October is National Bullying Prevention Month, and while I’m glad that we are honoring it in October, it is clearly a topic that needs to be addressed all year long. Bullying, the worst form of social violence, has been going on for years in hallways, at the lunch table, at recess, on the bus to and from school, currently on the Internet, and of course in the classroom.
I feel that we haven’t given enough attention to the bullying that takes place in the classroom. When our teens or even our tweens tell us that they don’t like a specific subject, it may not be due to the nature of the material, the subject itself, or the teacher. Instead, it may be due to the social politics of the classroom, which can include subtle and some not so subtle forms of bullying.
I have heard kids talk about several types of bullying that occur in the classroom despite a teacher being present.
Tune in and listen to what the high schoolers and middle schoolers are telling me:
1. They get put into groups to do projects and many of them get excluded from the groups that they would like to be in. And, yes kids who were meant to be in a group of three have done projects alone.
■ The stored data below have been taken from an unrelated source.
use crate::model::{Coordinates, WeatherObservation};
use async_trait::async_trait;
use std::fmt::Debug;
use thiserror::Error;

pub mod open_meteo;

/// Why a fetch failed.
///
/// Callers are not expected to branch on the variant: every failure is
/// presented to the user the same way. The variants exist so the
/// underlying cause can be logged for diagnostics.
#[derive(Debug, Error)]
pub enum FetchError {
    #[error("failed to reach the weather provider: {0}")]
    Transport(#[from] reqwest::Error),

    #[error("weather provider answered with status {0}")]
    Status(reqwest::StatusCode),

    #[error("failed to parse weather payload: {0}")]
    MalformedPayload(#[from] serde_json::Error),

    #[error("weather payload has no current_weather block")]
    MissingCurrentWeather,

    #[error("unreadable observation time {0:?}")]
    BadTimestamp(String),
}

/// A source of current-weather observations for a coordinate.
///
/// One fetch per call, no retry; the display widget decides what to do
/// with a failure.
#[async_trait]
pub trait WeatherProvider: Send + Sync + Debug {
    async fn fetch_current(
        &self,
        location: Coordinates,
    ) -> Result<WeatherObservation, FetchError>;
}
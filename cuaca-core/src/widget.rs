//! Display lifecycle of the weather widget.
//!
//! The widget owns a three-state lifecycle: it mounts in `Loading`,
//! issues exactly one fetch for the fixed location, and ends up in
//! either `Ready` or `Error`. There are no further transitions, no
//! refresh and no retry.

use log::{debug, warn};

use crate::{
    model::{PLAZA_INDONESIA, WeatherObservation},
    provider::{FetchError, WeatherProvider},
};

/// What the display should show right now.
///
/// Transitions are one-directional: `Loading` moves to `Ready` or
/// `Error` once, and both of those are terminal.
#[derive(Debug, Clone, PartialEq)]
pub enum DisplayState {
    Loading,
    Error,
    Ready(WeatherObservation),
}

/// The weather display widget: owns the display state and the single
/// fetch that feeds it.
#[derive(Debug)]
pub struct WeatherWidget<P> {
    provider: P,
    state: DisplayState,
    fetch_issued: bool,
    mounted: bool,
}

impl<P: WeatherProvider> WeatherWidget<P> {
    /// Mount the widget in `Loading`. Nothing is fetched yet; call
    /// [`WeatherWidget::load`] to drive the lifecycle to completion.
    pub fn mount(provider: P) -> Self {
        Self {
            provider,
            state: DisplayState::Loading,
            fetch_issued: false,
            mounted: true,
        }
    }

    /// Issue the widget's one fetch and apply the outcome.
    ///
    /// Calling this again (or after unmount) is a no-op; the widget
    /// never fetches twice.
    pub async fn load(&mut self) {
        if self.fetch_issued || !self.mounted {
            return;
        }
        self.fetch_issued = true;

        let result = self.provider.fetch_current(PLAZA_INDONESIA).await;
        self.apply_fetch_result(result);
    }

    /// Completion handler for the fetch.
    ///
    /// Public so a host driving the fetch on its own task can feed the
    /// result back in. Ignored when the widget was unmounted mid-fetch
    /// or has already left `Loading`.
    pub fn apply_fetch_result(&mut self, result: Result<WeatherObservation, FetchError>) {
        if !self.mounted {
            debug!("fetch completed after unmount, dropping result");
            return;
        }
        if self.state != DisplayState::Loading {
            return;
        }

        match result {
            Ok(observation) => self.state = DisplayState::Ready(observation),
            Err(cause) => {
                warn!("weather fetch failed: {cause}");
                self.state = DisplayState::Error;
            }
        }
    }

    /// Tear the widget down; any in-flight fetch result is discarded.
    pub fn unmount(&mut self) {
        self.mounted = false;
    }

    pub fn state(&self) -> &DisplayState {
        &self.state
    }
}

#[cfg(test)]
mod tests {
    use super::*;
    use crate::classify::WeatherCode;
    use crate::model::Coordinates;
    use async_trait::async_trait;
    use chrono::NaiveDate;
    use std::sync::Mutex;
    use std::sync::atomic::{AtomicUsize, Ordering};

    fn observation() -> WeatherObservation {
        WeatherObservation {
            temperature_c: 31.2,
            wind_speed_kmh: 10.5,
            code: WeatherCode::Thunderstorm,
            observed_at: NaiveDate::from_ymd_opt(2024, 5, 1)
                .expect("valid date")
                .and_hms_opt(14, 30, 0)
                .expect("valid time"),
            timezone: "Asia/Jakarta".to_string(),
        }
    }

    /// Provider stub that counts calls, records the requested
    /// coordinate and either succeeds with the fixture observation or
    /// fails.
    #[derive(Debug)]
    struct ScriptedProvider {
        fail: bool,
        calls: AtomicUsize,
        requested: Mutex<Option<Coordinates>>,
    }

    impl ScriptedProvider {
        fn succeeding() -> Self {
            Self { fail: false, calls: AtomicUsize::new(0), requested: Mutex::new(None) }
        }

        fn failing() -> Self {
            Self { fail: true, calls: AtomicUsize::new(0), requested: Mutex::new(None) }
        }

        fn calls(&self) -> usize {
            self.calls.load(Ordering::SeqCst)
        }

        fn requested(&self) -> Option<Coordinates> {
            *self.requested.lock().expect("lock is never poisoned")
        }
    }

    #[async_trait]
    impl WeatherProvider for ScriptedProvider {
        async fn fetch_current(
            &self,
            location: Coordinates,
        ) -> Result<WeatherObservation, FetchError> {
            self.calls.fetch_add(1, Ordering::SeqCst);
            *self.requested.lock().expect("lock is never poisoned") = Some(location);
            if self.fail {
                Err(FetchError::MissingCurrentWeather)
            } else {
                Ok(observation())
            }
        }
    }

    #[tokio::test]
    async fn successful_load_reaches_ready() {
        let mut widget = WeatherWidget::mount(ScriptedProvider::succeeding());
        assert_eq!(*widget.state(), DisplayState::Loading);

        widget.load().await;
        assert_eq!(*widget.state(), DisplayState::Ready(observation()));
    }

    #[tokio::test]
    async fn failed_load_reaches_error() {
        let mut widget = WeatherWidget::mount(ScriptedProvider::failing());
        widget.load().await;
        assert_eq!(*widget.state(), DisplayState::Error);
    }

    #[tokio::test]
    async fn load_fetches_the_fixed_location() {
        let mut widget = WeatherWidget::mount(ScriptedProvider::succeeding());
        widget.load().await;
        assert_eq!(widget.provider.requested(), Some(PLAZA_INDONESIA));
    }

    #[tokio::test]
    async fn load_issues_exactly_one_fetch() {
        let mut widget = WeatherWidget::mount(ScriptedProvider::succeeding());
        widget.load().await;
        widget.load().await;
        widget.load().await;
        assert_eq!(widget.provider.calls(), 1);
    }

    #[tokio::test]
    async fn load_after_unmount_does_not_fetch() {
        let mut widget = WeatherWidget::mount(ScriptedProvider::succeeding());
        widget.unmount();
        widget.load().await;
        assert_eq!(widget.provider.calls(), 0);
        assert_eq!(*widget.state(), DisplayState::Loading);
    }

    #[test]
    fn result_after_unmount_is_dropped() {
        let mut widget = WeatherWidget::mount(ScriptedProvider::succeeding());
        widget.unmount();
        widget.apply_fetch_result(Ok(observation()));
        assert_eq!(*widget.state(), DisplayState::Loading);
    }

    #[test]
    fn terminal_states_ignore_late_results() {
        let mut widget = WeatherWidget::mount(ScriptedProvider::succeeding());
        widget.apply_fetch_result(Err(FetchError::MissingCurrentWeather));
        assert_eq!(*widget.state(), DisplayState::Error);

        widget.apply_fetch_result(Ok(observation()));
        assert_eq!(*widget.state(), DisplayState::Error);
    }
}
2. Backpacks and other school supplies get tossed around in the classroom, and the goal is not to pass it to its rightful owner.
3. Conversations do go on between kids before the class officially begins, and yes, more than one child has been told “you are not a part of this conversation.”
4. Party invitations are discussed in class and the non-invited get to sit there and feel left out.
5. When there are not assigned seats, your kids are often sitting alone trying not to be noticed.
This is certainly not an exhaustive list of what goes on in the classroom, but these are some of the most frequent complaints that I hear from the middle and high schoolers. And, we all know that complaints are really requests in disguise. The requests are to teach them how to fit in, be liked, and not excluded.
So, what is a parent to do?
1. If your child starts complaining about a certain subject, ask a little about the kids in the class. This may open the dialogue about what may really be going on.
2. If your child starts to open up, ask him/her if she’d like your input or for you to just listen.
3. Perhaps, you can suggest that your child talk to the teacher. Teachers can and do want to help the kids if they know what is going on.
4. Remind your child that friendship patterns change very rapidly during these years.
5. If your child is skipping a class regularly or complaining about going to school, ask about each class individually.